The faster the diagnosis, and start of treatment, the better. Hopefully, before organ involvement develops.
Addressing secondary complications such as kidney disease, hypercalcemia, hyperviscosity syndrome as well as the neoplasia is the goal of treatment. Many conditions should improve once chemotherapy starts.
- Diuresis: To help flush excess calcium out of the body via the urine. Administration of medication may also occur.
- Dietary changes to address kidney disease. Your veterinarian may also prescribe phosphate binders.
- Plasmapheresis: Removal of blood which is centrifuged to separate it into plasma and cells. Plasma is discarded, and the cells are re-suspended with crystalloid fluids to return the blood to its normal volume before being reinfused into your cat to treat hyperviscosity syndrome.
- A blood transfusion may be required to treat cytopenias.

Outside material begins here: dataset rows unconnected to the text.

use crate::fragments::{InOptions, TagAssociation};
use ddl_builder::{ColumnIdentifier, SchemaObjectIdentifier, SqlOptions, Static};

/// `<column> [COMMENT '<comment>']` in the view's column list.
#[derive(Debug, Clone, PartialEq, Eq, SqlOptions)]
pub struct ViewColumn {
    #[ddl(keyword)]
    pub name: ColumnIdentifier,
    #[ddl(parameter = "COMMENT", no_equals, single_quotes)]
    pub comment: Option<String>,
}

impl ViewColumn {
    pub fn new(name: impl Into<String>) -> Self {
        Self {
            name: ColumnIdentifier::new(name),
            comment: None,
        }
    }

    pub fn with_comment(mut self, comment: impl Into<String>) -> Self {
        self.comment = Some(comment.into());
        self
    }
}

#[derive(Debug, Clone, PartialEq, Eq, SqlOptions)]
#[validate(valid_identifier(policy))]
pub struct MaterializedViewRowAccessPolicy {
    #[ddl(identifier = "WITH ROW ACCESS POLICY")]
    pub policy: SchemaObjectIdentifier,
    #[ddl(list = "ON", required)]
    pub on: Vec<ColumnIdentifier>,
}

impl MaterializedViewRowAccessPolicy {
    pub fn new<I, C>(policy: SchemaObjectIdentifier, on: I) -> Self
    where
        I: IntoIterator<Item = C>,
        C: Into<ColumnIdentifier>,
    {
        Self {
            policy,
            on: on.into_iter().map(Into::into).collect(),
        }
    }
}

#[derive(Debug, Clone, SqlOptions)]
#[validate(valid_identifier(name))]
#[validate(conflicting_fields(or_replace, if_not_exists))]
pub(crate) struct CreateMaterializedViewOptions {
    #[ddl(static = "CREATE")]
    pub create: Static,
    #[ddl(keyword = "OR REPLACE")]
    pub or_replace: bool,
    #[ddl(keyword = "SECURE")]
    pub secure: bool,
    #[ddl(static = "MATERIALIZED VIEW")]
    pub materialized_view: Static,
    #[ddl(keyword = "IF NOT EXISTS")]
    pub if_not_exists: bool,
    #[ddl(identifier)]
    pub name: SchemaObjectIdentifier,
    #[ddl(keyword = "COPY GRANTS")]
    pub copy_grants: bool,
    #[ddl(list)]
    pub columns: Vec<ViewColumn>,
    #[ddl(parameter = "COMMENT", single_quotes)]
    pub comment: Option<String>,
    #[ddl(keyword)]
    pub row_access_policy: Option<MaterializedViewRowAccessPolicy>,
    #[ddl(list = "TAG")]
    pub tag: Vec<TagAssociation>,
    #[ddl(list = "CLUSTER BY")]
    pub cluster_by: Vec<String>,
    #[ddl(parameter = "AS", no_equals, required)]
    pub sql: String,
}

#[derive(Debug, Clone, Default, PartialEq, Eq, SqlOptions)]
pub struct MaterializedViewSet {
    #[ddl(keyword = "SECURE")]
    pub secure: Option<bool>,
    #[ddl(parameter = "COMMENT", single_quotes)]
    pub comment: Option<String>,
}

impl MaterializedViewSet {
    pub fn is_empty(&self) -> bool {
        !self.secure.unwrap_or_default() && self.comment.is_none()
    }
}

/// Clears one property.
#[derive(Debug, Clone, Default, PartialEq, Eq, SqlOptions)]
#[validate(exactly_one_value_set(secure, comment))]
pub struct MaterializedViewUnset {
    #[ddl(keyword = "SECURE")]
    pub secure: Option<bool>,
    #[ddl(keyword = "COMMENT")]
    pub comment: Option<bool>,
}

#[derive(Debug, Clone, SqlOptions)]
#[validate(valid_identifier(name))]
#[validate(valid_identifier_if_set(rename_to))]
#[validate(exactly_one_value_set(
    rename_to,
    cluster_by,
    drop_clustering_key,
    suspend_recluster,
    resume_recluster,
    suspend,
    resume,
    set,
    unset
))]
pub(crate) struct AlterMaterializedViewOptions {
    #[ddl(static = "ALTER")]
    pub alter: Static,
    #[ddl(static = "MATERIALIZED VIEW")]
    pub materialized_view: Static,
    #[ddl(identifier)]
    pub name: SchemaObjectIdentifier,
    #[ddl(identifier = "RENAME TO")]
    pub rename_to: Option<SchemaObjectIdentifier>,
    #[ddl(list = "CLUSTER BY")]
    pub cluster_by: Vec<String>,
    #[ddl(keyword = "DROP CLUSTERING KEY")]
    pub drop_clustering_key: bool,
    #[ddl(keyword = "SUSPEND RECLUSTER")]
    pub suspend_recluster: bool,
    #[ddl(keyword = "RESUME RECLUSTER")]
    pub resume_recluster: bool,
    #[ddl(keyword = "SUSPEND")]
    pub suspend: bool,
    #[ddl(keyword = "RESUME")]
    pub resume: bool,
    #[ddl(keyword = "SET")]
    pub set: Option<MaterializedViewSet>,
    #[ddl(keyword = "UNSET")]
    pub unset: Option<MaterializedViewUnset>,
}

#[derive(Debug, Clone, SqlOptions)]
#[validate(valid_identifier(name))]
pub(crate) struct DropMaterializedViewOptions {
    #[ddl(static = "DROP")]
    pub drop: Static,
    #[ddl(static = "MATERIALIZED VIEW")]
    pub materialized_view: Static,
    #[ddl(keyword = "IF EXISTS")]
    pub if_exists: bool,
    #[ddl(identifier)]
    pub name: SchemaObjectIdentifier,
}

#[derive(Debug, Clone, SqlOptions)]
#[validate(valid_identifier(name))]
pub(crate) struct DescribeMaterializedViewOptions {
    #[ddl(static = "DESCRIBE")]
    pub describe: Static,
    #[ddl(static = "MATERIALIZED VIEW")]
    pub materialized_view: Static,
    #[ddl(identifier)]
    pub name: SchemaObjectIdentifier,
}

#[derive(Debug, Clone, SqlOptions)]
pub(crate) struct ShowMaterializedViewOptions {
    #[ddl(static = "SHOW")]
    pub show: Static,
    #[ddl(static = "MATERIALIZED VIEWS")]
    pub materialized_views: Static,
    #[ddl(parameter = "LIKE", no_equals, single_quotes)]
    pub like: Option<String>,
    #[ddl(keyword)]
    pub in_: Option<InOptions>,
}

There is no cure for MM; treatment can relieve symptoms and increase lifespan. This may include:
- Chemotherapy – MM is very responsive to chemotherapy (oral melphalan) as well as glucocorticoids (prednisone or prednisolone). The goal is to slow down the progression of the disease and relieve clinical signs.
- Radiotherapy to treat bony lesions.
- Antibiotics – Concurrent bacterial infections are common in cats with MM.
- Analgesics – Where necessary, painkillers to relieve discomfort.
- Administer all medications as prescribed by your veterinarian.
- Repeat follow-ups and bloodwork will be necessary to monitor your cat’s progress.
While treatment can extend your cat’s lifespan, the long-term prognosis is poor, and most cats will succumb to the disease, especially those who have developed hypercalcemia, kidney disease, anemia, and fractures, indicating a more aggressive form of the disease.